Today in Moscow, tanks might not be rolling through Red Square, but they keep destroying the land where people of Ukraine live. A state that invaded Ukraine in 2014 and launched a full-scale war in 2022 will claim to honour those who defeated fascism, while practicing it. That is not a victory parade. It is a desecration. May 9th, in any country still capable of honesty, has to be renamed for what it now reveals: a shame day for the russian people who continue to allow Putin to do what Hitler and Stalin did before him.
There is a growing conversation about what to call this. Ruscism (рашизм) — the term Ukrainians have used for years and that Timothy Snyder helped bring into Western discourse, names the ideological formation: a fascism that masks itself as anti-fascism, sustained by mass complicity. But ruscism alone doesn’t capture the deeper structure. What we are watching is also the violence of Russian imperialism, or in sharper Ukrainian usage, Muscovite imperialism, refusing Moscow’s stolen claim to the heritage of Kyivan Rus. Russia is the last unbroken European empire. Until decolonization becomes visible on russian lands themselves, the killing will continue. Putin’s death will not be enough. The empire has to end.

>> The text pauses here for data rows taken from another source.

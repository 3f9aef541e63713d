// tests/google_source.rs
//
// Sheets source against a local HTTP/1.0 stub standing in for both the token
// endpoint and the values API.

use std::io::{BufRead, BufReader, Read, Write};
use std::net::{TcpListener, TcpStream};
use std::sync::{Arc, Mutex};
use std::thread;

use laufchallenge::normalize::normalize;
use laufchallenge::source::credentials::ServiceAccount;
use laufchallenge::source::google::GoogleSheetSource;
use laufchallenge::source::{Cell, SheetSource, SourceError};

const KEY_PEM: &str = include_str!("fixtures/test_key.pem");

type Route = fn(&str) -> (u16, String);

struct Stub {
    base: String,
    seen: Arc<Mutex<Vec<String>>>,
}

/// Serve every connection with `route(path)`; requests are recorded verbatim
/// (request line + headers).
fn serve(route: Route) -> Stub {
    let listener = TcpListener::bind("127.0.0.1:0").unwrap();
    let base = format!("http://{}", listener.local_addr().unwrap());
    let seen = Arc::new(Mutex::new(Vec::new()));
    let log = Arc::clone(&seen);

    thread::spawn(move || {
        for stream in listener.incoming() {
            let Ok(stream) = stream else { break };
            handle(stream, route, &log);
        }
    });
    Stub { base, seen }
}

fn handle(mut stream: TcpStream, route: Route, log: &Mutex<Vec<String>>) {
    let mut reader = BufReader::new(stream.try_clone().unwrap());
    let mut head = String::new();
    let mut content_length = 0usize;
    loop {
        let mut line = String::new();
        if reader.read_line(&mut line).unwrap_or(0) == 0 || line == "\r\n" {
            break;
        }
        if let Some(v) = line.to_ascii_lowercase().strip_prefix("content-length:") {
            content_length = v.trim().parse().unwrap_or(0);
        }
        head.push_str(&line);
    }
    let mut body = vec![0u8; content_length];
    let _ = reader.read_exact(&mut body);

    let path = head.split_whitespace().nth(1).unwrap_or("/").to_string();
    log.lock().unwrap().push(head);

    let (status, body) = route(&path);
    let reply = format!(
        "HTTP/1.0 {status} Stub\r\nContent-Type: application/json\r\nContent-Length: {}\r\n\r\n{body}",
        body.len()
    );
    let _ = stream.write_all(reply.as_bytes());
}

fn account(base: &str) -> ServiceAccount {
    let json = serde_json::json!({
        "type": "service_account",
        "client_email": "dashboard@laufchallenge.iam.gserviceaccount.com",
        "private_key_id": "k1",
        "private_key": KEY_PEM,
        "token_uri": format!("{base}/token"),
    });
    ServiceAccount::from_json(&json.to_string()).unwrap()
}

fn source(stub: &Stub) -> GoogleSheetSource {
    GoogleSheetSource::new(account(&stub.base), "sheet-123", "Laufdaten").with_api_base(&stub.base)
}

fn token_ok(path: &str) -> Option<(u16, String)> {
    path.starts_with("/token")
        .then(|| (200, r#"{"access_token":"test-token","expires_in":3599,"token_type":"Bearer"}"#.to_string()))
}

#[test]
fn fetches_values_with_bearer_token() {
    let stub = serve(|path| {
        token_ok(path).unwrap_or_else(|| {
            (
                200,
                r#"{"range":"Laufdaten!A1:E4","majorDimension":"ROWS","values":[
                    ["Datum","KW","Gruppe","Name","KM"],
                    ["03.11.2025",45,"Blitz","Anna",5.5],
                    [],
                    ["04.11.2025",46,"Donner","Cem",10]
                ]}"#
                .to_string(),
            )
        })
    });

    let raw = source(&stub).fetch().unwrap();
    assert_eq!(raw.headers, vec!["Datum", "KW", "Gruppe", "Name", "KM"]);
    assert_eq!(raw.row_count(), 2);
    assert_eq!(raw.rows[0][4], Cell::Number(5.5));

    let n = normalize(&raw).unwrap();
    assert_eq!(n.total_km(), 15.5);
    assert_eq!(n.runs[1].week, Some(46));

    let seen = stub.seen.lock().unwrap();
    assert!(seen[0].starts_with("POST /token"));
    assert!(seen[1].starts_with("GET /v4/spreadsheets/sheet-123/values/%27Laufdaten%27?"));
    assert!(seen[1].contains("valueRenderOption=UNFORMATTED_VALUE"));
    assert!(seen[1].contains("Authorization: Bearer test-token"));
}

#[test]
fn worksheet_name_is_sent_as_quoted_range() {
    let stub = serve(|path| token_ok(path).unwrap_or_else(|| (200, r#"{"values":[["KM"],[4]]}"#.to_string())));
    let src = GoogleSheetSource::new(account(&stub.base), "sheet-123", "KW 1").with_api_base(&stub.base);

    let raw = src.fetch().unwrap();
    assert_eq!(raw.row_count(), 1);
    let seen = stub.seen.lock().unwrap();
    assert!(seen[1].starts_with("GET /v4/spreadsheets/sheet-123/values/%27KW%201%27?"));
}

#[test]
fn unknown_worksheet() {
    let stub = serve(|path| {
        token_ok(path).unwrap_or_else(|| {
            (400, r#"{"error":{"code":400,"message":"Unable to parse range: Laufdaten","status":"INVALID_ARGUMENT"}}"#.to_string())
        })
    });
    let err = source(&stub).fetch().unwrap_err();
    assert!(matches!(err, SourceError::WorksheetNotFound { ref worksheet } if worksheet == "Laufdaten"));
}

#[test]
fn unknown_spreadsheet() {
    let stub = serve(|path| {
        token_ok(path).unwrap_or_else(|| {
            (404, r#"{"error":{"code":404,"message":"Requested entity was not found.","status":"NOT_FOUND"}}"#.to_string())
        })
    });
    let err = source(&stub).fetch().unwrap_err();
    assert!(matches!(err, SourceError::SheetNotFound { .. }));
}

#[test]
fn rejected_assertion_is_an_auth_error() {
    let stub = serve(|_| (400, r#"{"error":"invalid_grant","error_description":"Invalid JWT Signature."}"#.to_string()));
    let err = source(&stub).fetch().unwrap_err();
    match err {
        SourceError::Auth(msg) => assert!(msg.contains("Invalid JWT Signature.")),
        other => panic!("unexpected {other:?}"),
    }
    // the values endpoint is never reached
    assert_eq!(stub.seen.lock().unwrap().len(), 1);
}

#[test]
fn signed_assertion_has_three_parts() {
    let acc = account("http://127.0.0.1:9");
    let jwt = acc.signed_assertion(1_700_000_000).unwrap();
    assert_eq!(jwt.split('.').count(), 3);
}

Germany learned. It took total defeat, occupation, and a generation willing to turn on its parents, but Germany learned, and today stands with Ukraine. Learning is possible. Slow, painful, never voluntary, but possible. We have to believe future generations can do this work, because people are dying right now to give them the chance.
Today, Saturday May 9th at 3:00 PM, please join us at Kamloops City Hall. We have stood here every Saturday since February 24, 2022 — the day the full-scale invasion began. We will keep standing until Ukraine is free.
The second Saturday of May is also our Rushnyk Yednosti — the Towel of Unity. We chose this Saturday deliberately, because it falls in the same weekend as Mother’s Day, and we honour the mothers who give life to future generations, the mothers who stitched these cloths, who passed them down, who carry their children through war and exile and still teach them to hope. As the Ukrainian saying goes: рушник вишиваний, на щастя, на долю дала — she gave an embroidered rushnyk, for happiness, for destiny. That is what a mother gives. That is what we honour today.
Bring an embroidered towel. Any embroidered towel. Ukrainian rushnyky carry centuries of prayer, protection, and memory, and on this day we invite people from every heritage to bring the embroidery of their own ancestors: the cloths your grandmothers stitched, the patterns your people carry. We lay them together. We stand together. We show that the answer to empire is the woven plurality of peoples who refuse to be erased.
And if you have no embroidered towel, paint one. Take a piece of paper, find your colours, and draw the patterns of your people. Sit with your children and paint together. Look up the embroidery of your grandmothers, your great-grandmothers, the patterns your ancestors carried across oceans and borders. Every heritage has its threads: its colours, its symbols, its stories. A child who paints a pattern today learns something about where they come from that no textbook can teach. The painted page laid beside the woven rushnyk says the same thing: we are here, we remember, we stand together.
Bring your towel or bring your paper. Bring your mother, if she is with you. Bring her memory, if she is not. Bring your children, give them this memory to carry. Bring your family. Bring a friend who has not yet stood with us.
3:00 PM. City Hall. Kamloops.
Слава Україні. Memory eternal to all who died defeating Nazism. Memory eternal to the mothers. May ruscism follow Nazism into history.